_What this task involves_
Write out each line of the entries exactly, starting at the first and finishing with the line that contains "use crate::theme;".

....................

//! Sticky site header: logo, theme toggle, mobile menu button, navigation.
//!
//! The inline nav row renders on desktop widths; below the breakpoint it is
//! replaced by the menu button and a dropdown panel gated by the menu flag,
//! so the flag can never show a panel on desktop.

use crate::state::ViewState;
use crate::theme;
use crate::tokens::*;
use shared::{Section, Theme};
use zoon::*;

pub fn header(view_state: ViewState, viewport_width: Mutable<u32>) -> impl Element {
    Column::new()
        .s(Width::fill())
        .s(Background::new().color_signal(neutral_1()))
        .s(Shadows::new([Shadow::new()
            .y(2)
            .blur(8)
            .color("rgba(0, 0, 0, 0.08)")]))
        .update_raw_el(|raw_el| {
            raw_el
                .style("position", "sticky")
                .style("top", "0")
                .style("z-index", "100")
        })
        .item(top_row(view_state.clone(), viewport_width.clone()))
        .item(mobile_nav_panel(view_state, viewport_width))
}

fn top_row(view_state: ViewState, viewport_width: Mutable<u32>) -> impl Element {
    Row::new()
        .s(Width::fill())
        .s(Padding::new().x(SPACING_24).y(SPACING_12))
        .s(Gap::new().x(SPACING_16))
        .item(logo())
        .item(
            El::new().s(Align::new().right()).child_signal(
                viewport_width
                    .signal()
                    .map(|width| width >= MOBILE_BREAKPOINT)
                    .map({
                        let view_state = view_state.clone();
                        move |desktop| {
                            desktop.then(|| {
                                Row::new().s(Gap::new().x(SPACING_4)).items(
                                    Section::ALL
                                        .into_iter()
                                        .map(|section| nav_link(view_state.clone(), section)),
                                )
                            })
                        }
                    }),
            ),
        )
        .item(El::new().s(Align::new().right()).child(theme_toggle_button()))
        .item(
            El::new().s(Align::new().right()).child_signal(
                viewport_width
                    .signal()
                    .map(|width| width < MOBILE_BREAKPOINT)
                    .map({
                        let view_state = view_state.clone();
                        move |mobile| mobile.then(|| menu_button(view_state.clone()))
                    }),
            ),
        )
}

fn logo() -> impl Element {
    El::new()
        .s(Font::new()
            .size(FONT_SIZE_20)
            .weight(FontWeight::Bold)
            .color_signal(primary_7()))
        .child("Open Brain AI")
}

fn nav_link(view_state: ViewState, section: Section) -> impl Element {
    let is_active = view_state
        .active_section_signal()
        .map(move |active| active == section);
    Button::new()
        .s(Padding::new().x(SPACING_12).y(SPACING_8))
        .s(RoundedCorners::all(6))
        .s(Font::new().size(FONT_SIZE_16).weight(FontWeight::Medium))
        .s(Font::new().color_signal(
            is_active
                .map(|active| {
                    if active {
                        primary_7().boxed()
                    } else {
                        neutral_11().boxed()
                    }
                })
                .flatten(),
        ))
        .s(transition_colors())
        .label(section.label())
        .on_press(move || view_state.navigate_to(section))
}

fn theme_toggle_button() -> impl Element {
    Button::new()
        .s(Font::new().size(FONT_SIZE_18))
        .s(Padding::all(SPACING_8))
        .s(RoundedCorners::all(999))
        .s(Background::new().color_signal(neutral_3()))
        .s(transition_colors())
        .label_signal(theme::theme().map(|theme| match theme {
            Theme::Light => "🌙",
            Theme::Dark => "☀️",
        }))
        .on_press(theme::toggle_theme)
        .update_raw_el(|raw_el| raw_el.attr("aria-label", "Toggle dark/light theme"))
}

fn menu_button(view_state: ViewState) -> impl Element {
    let menu_open = view_state.menu_open_signal();
    Button::new()
        .s(Font::new().size(FONT_SIZE_18).color_signal(neutral_11()))
        .s(Padding::all(SPACING_8))
        .label_signal(menu_open.map(|open| if open { "✕" } else { "☰" }))
        .on_press(move || view_state.toggle_menu())
        .update_raw_el(|raw_el| raw_el.attr("aria-label", "Toggle navigation menu"))
}

/// Dropdown nav shown only while the viewport is mobile-sized and the menu
/// flag is set; navigation closes it through `navigate_to`.
fn mobile_nav_panel(view_state: ViewState, viewport_width: Mutable<u32>) -> impl Element {
    El::new().s(Width::fill()).child_signal(
        map_ref! {
            let width = viewport_width.signal(),
            let open = view_state.menu_open_signal() =>
            *width < MOBILE_BREAKPOINT && *open
        }
        .map({
            let view_state = view_state.clone();
            move |shown| {
                shown.then(|| {
                    Column::new()
                        .s(Width::fill())
                        .s(Padding::new().x(SPACING_24).y(SPACING_12))
                        .s(Gap::new().y(SPACING_4))
                        .items(
                            Section::ALL
                                .into_iter()
                                .map(|section| nav_link(view_state.clone(), section)),
                        )
                })
            }
        }),
    )
}
//! "About" card: project story, stats, editor preview.

use crate::sections::section_container;
use crate::tokens::*;
use crate::typography;
use shared::Section;
use zoon::*;

pub fn view() -> impl Element {
    section_container(
        Section::About,
        Column::new()
            .s(Gap::new().y(SPACING_20))
            .item(typography::section_heading("About ", "Open Brain AI"))
            .item(
                Row::new()
                    .s(Gap::new().x(SPACING_32).y(SPACING_32))
                    .multiline()
                    .item(story_column())
                    .item(preview_column()),
            ),
    )
}

fn story_column() -> impl Element {
    Column::new()
        .s(Width::fill().min(320))
        .s(Gap::new().y(SPACING_16))
        .item(typography::paragraph(
            "Open Brain AI (OBAI) was born out of a vision to automate language \
             analysis in clinical and research settings, recognizing the \
             time-consuming and labor-intensive nature of traditional \
             neurolinguistic assessments.",
        ))
        .item(
            Paragraph::new()
                .s(Font::new()
                    .size(FONT_SIZE_16)
                    .line_height(LINE_HEIGHT_160)
                    .color_signal(neutral_11()))
                .content("The project is being actively developed by ")
                .content(
                    Link::new()
                        .s(Font::new().color_signal(primary_7()).italic())
                        .label("Charalambos (Haris) Themistocleous")
                        .to("http://charalambosthemistocleous.com")
                        .new_tab(NewTab::new()),
                )
                .content(
                    " at the Department of Special Needs Education, University of \
                     Oslo. It is supported by a team of experts in artificial \
                     intelligence, linguistics, and healthcare set out to develop a \
                     cutting-edge computational platform that could automate and \
                     enhance these critical processes.",
                ),
        )
        .item(typography::paragraph(
            "Researchers, educators, and clinicians who want to learn more about \
             the features or have feature requests, please email us at \
             charalth@uio.no.",
        ))
        .item(stats_row())
}

fn stats_row() -> impl Element {
    Row::new()
        .s(Gap::new().x(SPACING_32).y(SPACING_16))
        .multiline()
        .item(stat("15+", "Supported Languages"))
        .item(stat("8+", "Language Domains"))
        .item(stat("40+", "Application Areas"))
}

fn stat(number: &'static str, label: &'static str) -> impl Element {
    Column::new()
        .s(Gap::new().y(SPACING_4))
        .item(
            El::new()
                .s(Font::new()
                    .size(FONT_SIZE_36)
                    .weight(FontWeight::Bold)
                    .color_signal(primary_7()))
                .child(number),
        )
        .item(typography::small(label))
}

fn preview_column() -> impl Element {
    El::new()
        .s(Width::fill().min(280))
        .s(Align::new().center_y())
        .child(
            El::new()
                .s(Width::fill())
                .s(Height::exact(260))
                .s(Background::new().color_signal(primary_3()))
                .s(RoundedCorners::all(16))
                .s(Align::center())
                .child(
                    El::new()
                        .s(Font::new()
                            .size(FONT_SIZE_16)
                            .weight(FontWeight::Medium)
                            .color_signal(primary_9()))
                        .child("OBAI editor preview"),
                ),
        )
}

....................

_Solution to this exercise_
//! Sticky site header: logo, theme toggle, mobile menu button, navigation.
//!
//! The inline nav row renders on desktop widths; below the breakpoint it is
//! replaced by the menu button and a dropdown panel gated by the menu flag,
//! so the flag can never show a panel on desktop.

use crate::state::ViewState;
use crate::theme;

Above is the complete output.